• _ABOUT THIS TASK_
Your response should give back each record exactly, word for word.

** Opening EXCERPTED DATA block **

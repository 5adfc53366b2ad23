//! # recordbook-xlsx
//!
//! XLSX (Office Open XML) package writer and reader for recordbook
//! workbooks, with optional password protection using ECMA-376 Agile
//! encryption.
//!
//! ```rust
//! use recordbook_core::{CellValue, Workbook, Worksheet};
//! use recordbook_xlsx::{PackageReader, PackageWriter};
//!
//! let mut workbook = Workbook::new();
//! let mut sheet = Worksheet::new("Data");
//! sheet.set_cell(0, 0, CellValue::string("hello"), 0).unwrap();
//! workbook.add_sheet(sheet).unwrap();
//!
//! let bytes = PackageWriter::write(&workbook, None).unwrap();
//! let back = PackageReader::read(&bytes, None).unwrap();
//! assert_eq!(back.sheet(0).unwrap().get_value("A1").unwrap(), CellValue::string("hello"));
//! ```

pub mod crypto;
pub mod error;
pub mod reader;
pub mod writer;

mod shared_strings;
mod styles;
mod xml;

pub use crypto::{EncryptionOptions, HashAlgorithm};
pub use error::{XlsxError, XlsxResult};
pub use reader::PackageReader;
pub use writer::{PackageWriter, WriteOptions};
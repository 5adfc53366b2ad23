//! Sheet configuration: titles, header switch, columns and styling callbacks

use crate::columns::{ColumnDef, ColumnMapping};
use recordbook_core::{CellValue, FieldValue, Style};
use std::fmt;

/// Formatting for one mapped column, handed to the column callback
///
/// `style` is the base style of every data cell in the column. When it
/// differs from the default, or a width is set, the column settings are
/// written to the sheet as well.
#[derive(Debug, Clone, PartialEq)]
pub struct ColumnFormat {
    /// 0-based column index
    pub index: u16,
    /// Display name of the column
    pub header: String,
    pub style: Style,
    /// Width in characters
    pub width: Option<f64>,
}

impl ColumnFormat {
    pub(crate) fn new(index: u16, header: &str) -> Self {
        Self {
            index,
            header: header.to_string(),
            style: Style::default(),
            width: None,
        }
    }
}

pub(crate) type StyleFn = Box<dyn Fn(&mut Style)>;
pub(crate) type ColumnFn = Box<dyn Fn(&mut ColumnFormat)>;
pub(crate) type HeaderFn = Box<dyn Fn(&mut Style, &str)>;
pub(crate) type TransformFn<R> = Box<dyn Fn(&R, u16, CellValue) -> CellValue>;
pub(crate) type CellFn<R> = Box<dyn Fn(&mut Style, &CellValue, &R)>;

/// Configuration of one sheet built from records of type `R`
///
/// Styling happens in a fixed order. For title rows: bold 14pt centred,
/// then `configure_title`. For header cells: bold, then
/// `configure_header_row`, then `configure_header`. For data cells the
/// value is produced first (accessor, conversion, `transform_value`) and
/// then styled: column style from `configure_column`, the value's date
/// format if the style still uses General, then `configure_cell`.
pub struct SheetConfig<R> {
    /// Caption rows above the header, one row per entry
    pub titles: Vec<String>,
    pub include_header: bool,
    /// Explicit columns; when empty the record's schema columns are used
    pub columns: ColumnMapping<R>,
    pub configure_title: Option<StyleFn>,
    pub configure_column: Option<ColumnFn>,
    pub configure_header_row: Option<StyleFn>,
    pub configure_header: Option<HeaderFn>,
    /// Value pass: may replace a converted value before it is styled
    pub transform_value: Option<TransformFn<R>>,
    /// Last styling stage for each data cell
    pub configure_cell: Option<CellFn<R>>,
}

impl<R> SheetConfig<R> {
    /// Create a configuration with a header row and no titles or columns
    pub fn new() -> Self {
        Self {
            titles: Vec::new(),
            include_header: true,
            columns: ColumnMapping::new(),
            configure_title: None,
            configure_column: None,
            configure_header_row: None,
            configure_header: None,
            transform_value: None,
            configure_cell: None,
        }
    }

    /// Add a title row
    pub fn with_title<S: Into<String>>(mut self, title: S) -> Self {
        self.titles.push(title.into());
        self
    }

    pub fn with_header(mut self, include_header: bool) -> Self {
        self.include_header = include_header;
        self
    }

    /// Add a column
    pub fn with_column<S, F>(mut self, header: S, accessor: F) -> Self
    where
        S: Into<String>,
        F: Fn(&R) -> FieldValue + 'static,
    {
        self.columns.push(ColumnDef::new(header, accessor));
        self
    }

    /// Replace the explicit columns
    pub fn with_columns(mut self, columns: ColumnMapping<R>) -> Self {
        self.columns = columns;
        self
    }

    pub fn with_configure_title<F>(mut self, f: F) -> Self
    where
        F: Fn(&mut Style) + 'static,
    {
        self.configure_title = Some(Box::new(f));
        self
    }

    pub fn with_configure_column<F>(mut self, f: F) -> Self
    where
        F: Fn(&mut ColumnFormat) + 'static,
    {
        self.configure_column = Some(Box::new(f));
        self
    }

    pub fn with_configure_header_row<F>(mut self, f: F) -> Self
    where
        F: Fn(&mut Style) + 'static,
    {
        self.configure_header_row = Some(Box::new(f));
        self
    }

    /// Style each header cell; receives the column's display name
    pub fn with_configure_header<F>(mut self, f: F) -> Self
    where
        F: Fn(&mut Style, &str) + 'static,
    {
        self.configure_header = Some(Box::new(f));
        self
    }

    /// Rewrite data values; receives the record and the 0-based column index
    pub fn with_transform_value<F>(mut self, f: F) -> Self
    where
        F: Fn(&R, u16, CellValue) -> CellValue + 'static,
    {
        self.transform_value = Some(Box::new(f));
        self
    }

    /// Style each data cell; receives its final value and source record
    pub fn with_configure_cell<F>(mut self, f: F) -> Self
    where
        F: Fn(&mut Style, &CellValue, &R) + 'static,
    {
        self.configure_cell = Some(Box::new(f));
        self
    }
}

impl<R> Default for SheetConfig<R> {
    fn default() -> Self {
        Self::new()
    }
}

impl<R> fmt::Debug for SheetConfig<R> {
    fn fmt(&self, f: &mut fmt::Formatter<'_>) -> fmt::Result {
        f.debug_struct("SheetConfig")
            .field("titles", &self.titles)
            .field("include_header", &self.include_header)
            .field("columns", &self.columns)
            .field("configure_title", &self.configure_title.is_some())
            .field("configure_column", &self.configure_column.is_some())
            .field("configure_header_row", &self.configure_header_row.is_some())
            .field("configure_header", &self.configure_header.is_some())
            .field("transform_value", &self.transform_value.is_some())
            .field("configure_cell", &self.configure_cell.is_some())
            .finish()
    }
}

** Closing EXCERPTED DATA block **

• _RESPONSE_
repository 5adfc53366b2ad23
//! # recordbook-xlsx
//!
//! XLSX (Office Open XML) package writer and reader for recordbook
//! workbooks, with optional password protection using ECMA-376 Agile
//! encryption.
//!
//! ```rust
//! use recordbook_core::{CellValue, Workbook, Worksheet};
//! use recordbook_xlsx::{PackageReader, PackageWriter};
//!
//! let mut workbook = Workbook::new();
//! let mut sheet = Worksheet::new("Data");
//! sheet.set_cell(0, 0, CellValue::string("hello"), 0).unwrap();
//! workbook.add_sheet(sheet).unwrap();
//!
//! let bytes = PackageWriter::write(&workbook, None).unwrap();
//! let back = PackageReader::read(&bytes, None).unwrap();
//! assert_eq!(back.sheet(0).unwrap().get_value("A1").unwrap(), CellValue::string("hello"));
//! ```

pub mod crypto;
pub mod error;
pub mod reader;
pub mod writer;

mod shared_strings;
mod styles;
mod xml;

pub use crypto::{EncryptionOptions, HashAlgorithm};
pub use error::{XlsxError, XlsxResult};
pub use reader::PackageReader;
pub use writer::{PackageWriter, WriteOptions};
repository 5adfc53366b2ad23
//! Sheet configuration: titles, header switch, columns and styling callbacks

use crate::columns::{ColumnDef, ColumnMapping};
use recordbook_core::{CellValue, FieldValue, Style};
use std::fmt;

/// Formatting for one mapped column, handed to the column callback
///
/// `style` is the base style of every data cell in the column. When it
/// differs from the default, or a width is set, the column settings are
/// written to the sheet as well.
#[derive(Debug, Clone, PartialEq)]
pub struct ColumnFormat {
    /// 0-based column index
    pub index: u16,
    /// Display name of the column
    pub header: String,
    pub style: Style,
    /// Width in characters
    pub width: Option<f64>,
}

impl ColumnFormat {
    pub(crate) fn new(index: u16, header: &str) -> Self {
        Self {
            index,
            header: header.to_string(),
            style: Style::default(),
            width: None,
        }
    }
}

pub(crate) type StyleFn = Box<dyn Fn(&mut Style)>;
pub(crate) type ColumnFn = Box<dyn Fn(&mut ColumnFormat)>;
pub(crate) type HeaderFn = Box<dyn Fn(&mut Style, &str)>;
pub(crate) type TransformFn<R> = Box<dyn Fn(&R, u16, CellValue) -> CellValue>;
pub(crate) type CellFn<R> = Box<dyn Fn(&mut Style, &CellValue, &R)>;

/// Configuration of one sheet built from records of type `R`
///
/// Styling happens in a fixed order. For title rows: bold 14pt centred,
/// then `configure_title`. For header cells: bold, then
/// `configure_header_row`, then `configure_header`. For data cells the
/// value is produced first (accessor, conversion, `transform_value`) and
/// then styled: column style from `configure_column`, the value's date
/// format if the style still uses General, then `configure_cell`.
pub struct SheetConfig<R> {
    /// Caption rows above the header, one row per entry
    pub titles: Vec<String>,
    pub include_header: bool,
    /// Explicit columns; when empty the record's schema columns are used
    pub columns: ColumnMapping<R>,
    pub configure_title: Option<StyleFn>,
    pub configure_column: Option<ColumnFn>,
    pub configure_header_row: Option<StyleFn>,
    pub configure_header: Option<HeaderFn>,
    /// Value pass: may replace a converted value before it is styled
    pub transform_value: Option<TransformFn<R>>,
    /// Last styling stage for each data cell
    pub configure_cell: Option<CellFn<R>>,
}

impl<R> SheetConfig<R> {
    /// Create a configuration with a header row and no titles or columns
    pub fn new() -> Self {
        Self {
            titles: Vec::new(),
            include_header: true,
            columns: ColumnMapping::new(),
            configure_title: None,
            configure_column: None,
            configure_header_row: None,
            configure_header: None,
            transform_value: None,
            configure_cell: None,
        }
    }

    /// Add a title row
    pub fn with_title<S: Into<String>>(mut self, title: S) -> Self {
        self.titles.push(title.into());
        self
    }

    pub fn with_header(mut self, include_header: bool) -> Self {
        self.include_header = include_header;
        self
    }

    /// Add a column
    pub fn with_column<S, F>(mut self, header: S, accessor: F) -> Self
    where
        S: Into<String>,
        F: Fn(&R) -> FieldValue + 'static,
    {
        self.columns.push(ColumnDef::new(header, accessor));
        self
    }

    /// Replace the explicit columns
    pub fn with_columns(mut self, columns: ColumnMapping<R>) -> Self {
        self.columns = columns;
        self
    }

    pub fn with_configure_title<F>(mut self, f: F) -> Self
    where
        F: Fn(&mut Style) + 'static,
    {
        self.configure_title = Some(Box::new(f));
        self
    }

    pub fn with_configure_column<F>(mut self, f: F) -> Self
    where
        F: Fn(&mut ColumnFormat) + 'static,
    {
        self.configure_column = Some(Box::new(f));
        self
    }

    pub fn with_configure_header_row<F>(mut self, f: F) -> Self
    where
        F: Fn(&mut Style) + 'static,
    {
        self.configure_header_row = Some(Box::new(f));
        self
    }

    /// Style each header cell; receives the column's display name
    pub fn with_configure_header<F>(mut self, f: F) -> Self
    where
        F: Fn(&mut Style, &str) + 'static,
    {
        self.configure_header = Some(Box::new(f));
        self
    }

    /// Rewrite data values; receives the record and the 0-based column index
    pub fn with_transform_value<F>(mut self, f: F) -> Self
    where
        F: Fn(&R, u16, CellValue) -> CellValue + 'static,
    {
        self.transform_value = Some(Box::new(f));
        self
    }

    /// Style each data cell; receives its final value and source record
    pub fn with_configure_cell<F>(mut self, f: F) -> Self
    where
        F: Fn(&mut Style, &CellValue, &R) + 'static,
    {
        self.configure_cell = Some(Box::new(f));
        self
    }
}

impl<R> Default for SheetConfig<R> {
    fn default() -> Self {
        Self::new()
    }
}

impl<R> fmt::Debug for SheetConfig<R> {
    fn fmt(&self, f: &mut fmt::Formatter<'_>) -> fmt::Result {
        f.debug_struct("SheetConfig")
            .field("titles", &self.titles)
            .field("include_header", &self.include_header)
            .field("columns", &self.columns)
            .field("configure_title", &self.configure_title.is_some())
            .field("configure_column", &self.configure_column.is_some())
            .field("configure_header_row", &self.configure_header_row.is_some())
            .field("configure_header", &self.configure_header.is_some())
            .field("transform_value", &self.transform_value.is_some())
            .field("configure_cell", &self.configure_cell.is_some())
            .finish()
    }
}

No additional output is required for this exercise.